So I've never been this really inspiring person. I have always been in the background, the girl you see trying to find her way in the middle of a really important shot of someone else's special moment. That's how it's always been. I've never had a story written about me. People don't tell stories about me, and they don't think about me. I have never heard a song about me nor do I have any type of anthem of my life. I am just what I am living and breathing enjoying what I can and becoming friends with friends day by day. I may have not found my place with the right friends but it counts just as much if it were with true ones. I have good days and I have bad days. I scream. I yell. I curse, and I tell horrible lies. I sing. I write. I play. I jump. I love. I'm in love. I have loved.
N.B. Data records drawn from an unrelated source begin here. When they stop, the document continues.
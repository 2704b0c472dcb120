//! Per-session counters and latency statistics

use std::sync::{Mutex, MutexGuard};
use std::sync::atomic::{AtomicU64, Ordering};

use chrono::{DateTime, Utc};
use serde::{Deserialize, Serialize};

use crate::audio::chunk::AudioDirection;
use crate::transport::{TransportError, TransportKind};
use crate::utils::error::ErrorKind;

/// Nearest-rank percentile of an ascending slice; 0 when empty
pub fn percentile(sorted: &[u64], p: f64) -> u64 {
    if sorted.is_empty() {
        return 0;
    }
    let rank = ((p / 100.0) * sorted.len() as f64).ceil() as usize;
    sorted[rank.clamp(1, sorted.len()) - 1]
}

/// Latency summary derived once at session end
#[derive(Debug, Clone, Default, PartialEq, Serialize, Deserialize)]
#[serde(rename_all = "camelCase")]
pub struct LatencyStats {
    pub count: usize,
    pub mean_ms: f64,
    pub p50_ms: u64,
    pub p95_ms: u64,
    pub p99_ms: u64,
}

impl LatencyStats {
    pub fn from_samples(samples: &[u64]) -> Self {
        if samples.is_empty() {
            return Self::default();
        }
        let mut sorted = samples.to_vec();
        sorted.sort_unstable();
        let sum: u64 = sorted.iter().sum();

        Self {
            count: sorted.len(),
            mean_ms: sum as f64 / sorted.len() as f64,
            p50_ms: percentile(&sorted, 50.0),
            p95_ms: percentile(&sorted, 95.0),
            p99_ms: percentile(&sorted, 99.0),
        }
    }
}

/// Classified error tied to a session
#[derive(Debug, Clone, PartialEq, Serialize, Deserialize)]
#[serde(rename_all = "camelCase")]
pub struct ErrorRecord {
    pub session_id: String,
    pub kind: ErrorKind,
    pub message: String,
    pub retryable: bool,
    pub timestamp: DateTime<Utc>,
}

impl ErrorRecord {
    pub fn from_transport(session_id: &str, error: &TransportError) -> Self {
        Self {
            session_id: session_id.to_string(),
            kind: error.kind(),
            message: error.to_string(),
            retryable: error.is_retryable(),
            timestamp: Utc::now(),
        }
    }
}

/// Metrics persisted at the end of a session
#[derive(Debug, Clone, PartialEq, Serialize, Deserialize)]
#[serde(rename_all = "camelCase")]
pub struct MetricsRecord {
    pub session_id: String,
    pub transport: TransportKind,
    pub connection_started_at: Option<DateTime<Utc>>,
    pub connection_established_at: Option<DateTime<Utc>>,
    pub ended_at: DateTime<Utc>,
    pub chunks_sent: u64,
    pub chunks_received: u64,
    pub buffer_underruns: u64,
    pub reconnect_attempts: u64,
    pub responses_completed: u64,
    pub error_count: usize,
    pub latency_samples: Vec<u64>,
    pub latency: LatencyStats,
}

impl MetricsRecord {
    /// Snapshot `collector` and derive latency statistics
    pub fn finalize(collector: &MetricsCollector) -> Self {
        let latency_samples = collector.latency_samples();

        Self {
            session_id: collector.session_id.clone(),
            transport: collector.transport,
            connection_started_at: collector.connection_started_at(),
            connection_established_at: collector.connection_established_at(),
            ended_at: Utc::now(),
            chunks_sent: collector.chunks_sent.load(Ordering::Relaxed),
            chunks_received: collector.chunks_received.load(Ordering::Relaxed),
            buffer_underruns: collector.buffer_underruns.load(Ordering::Relaxed),
            reconnect_attempts: collector.reconnect_attempts.load(Ordering::Relaxed),
            responses_completed: collector.responses_completed.load(Ordering::Relaxed),
            error_count: collector.error_count(),
            latency: LatencyStats::from_samples(&latency_samples),
            latency_samples,
        }
    }
}

/// Counters updated from transport callbacks
#[derive(Debug)]
pub struct MetricsCollector {
    session_id: String,
    transport: TransportKind,
    connection_started_at: Mutex<Option<DateTime<Utc>>>,
    connection_established_at: Mutex<Option<DateTime<Utc>>>,
    chunks_sent: AtomicU64,
    chunks_received: AtomicU64,
    buffer_underruns: AtomicU64,
    reconnect_attempts: AtomicU64,
    responses_completed: AtomicU64,
    latencies: Mutex<Vec<u64>>,
    errors: Mutex<Vec<ErrorRecord>>,
}

impl MetricsCollector {
    pub fn new(session_id: impl Into<String>, transport: TransportKind) -> Self {
        Self {
            session_id: session_id.into(),
            transport,
            connection_started_at: Mutex::new(None),
            connection_established_at: Mutex::new(None),
            chunks_sent: AtomicU64::new(0),
            chunks_received: AtomicU64::new(0),
            buffer_underruns: AtomicU64::new(0),
            reconnect_attempts: AtomicU64::new(0),
            responses_completed: AtomicU64::new(0),
            latencies: Mutex::new(Vec::new()),
            errors: Mutex::new(Vec::new()),
        }
    }

    pub fn session_id(&self) -> &str {
        &self.session_id
    }

    /// First connect attempt; later calls keep the original time
    pub fn mark_connection_started(&self) {
        lock(&self.connection_started_at).get_or_insert_with(Utc::now);
    }

    /// First time the session became ready
    pub fn mark_established(&self) {
        lock(&self.connection_established_at).get_or_insert_with(Utc::now);
    }

    pub fn connection_started_at(&self) -> Option<DateTime<Utc>> {
        *lock(&self.connection_started_at)
    }

    pub fn connection_established_at(&self) -> Option<DateTime<Utc>> {
        *lock(&self.connection_established_at)
    }

    pub fn record_chunk(&self, direction: AudioDirection) {
        let counter = match direction {
            AudioDirection::Outbound => &self.chunks_sent,
            AudioDirection::Inbound => &self.chunks_received,
        };
        counter.fetch_add(1, Ordering::Relaxed);
    }

    pub fn record_underrun(&self) {
        self.buffer_underruns.fetch_add(1, Ordering::Relaxed);
    }

    pub fn record_reconnect_attempt(&self) {
        self.reconnect_attempts.fetch_add(1, Ordering::Relaxed);
    }

    pub fn record_response(&self) {
        self.responses_completed.fetch_add(1, Ordering::Relaxed);
    }

    pub fn record_latency(&self, latency_ms: u64) {
        lock(&self.latencies).push(latency_ms);
    }

    pub fn record_error(&self, error: &TransportError) {
        lock(&self.errors).push(ErrorRecord::from_transport(&self.session_id, error));
    }

    pub fn latency_samples(&self) -> Vec<u64> {
        lock(&self.latencies).clone()
    }

    pub fn error_count(&self) -> usize {
        lock(&self.errors).len()
    }

    /// Error records in the order they were raised
    pub fn errors(&self) -> Vec<ErrorRecord> {
        lock(&self.errors).clone()
    }
}

/// A poisoned lock still holds usable samples
fn lock<T>(mutex: &Mutex<T>) -> MutexGuard<'_, T> {
    mutex.lock().unwrap_or_else(|poisoned| poisoned.into_inner())
}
I notice the wrong and right in the things I do before and after I do them. I come up with brilliant ideas and follow through with them. I come up with brilliant ideas and let them slip away from my mind, losing them forever. I call people. I hate talking on the phone. I am insecure. I have lost. But one thing is....
I have never cheated.
This whole little entry was about me and my personality and my wrongs and my rights. But never will I write about the me that's inside. I will create a huge wall and block off any horrible thoughts. I will never tell you what I think about before I fall asleep and when I see her face on the screen. I will never tell you what I think about when I see his face on the screen. I will never tell you what I think about when I see both in person, standing in front of me in some big over sized picture.
it is what it is.
final. and done.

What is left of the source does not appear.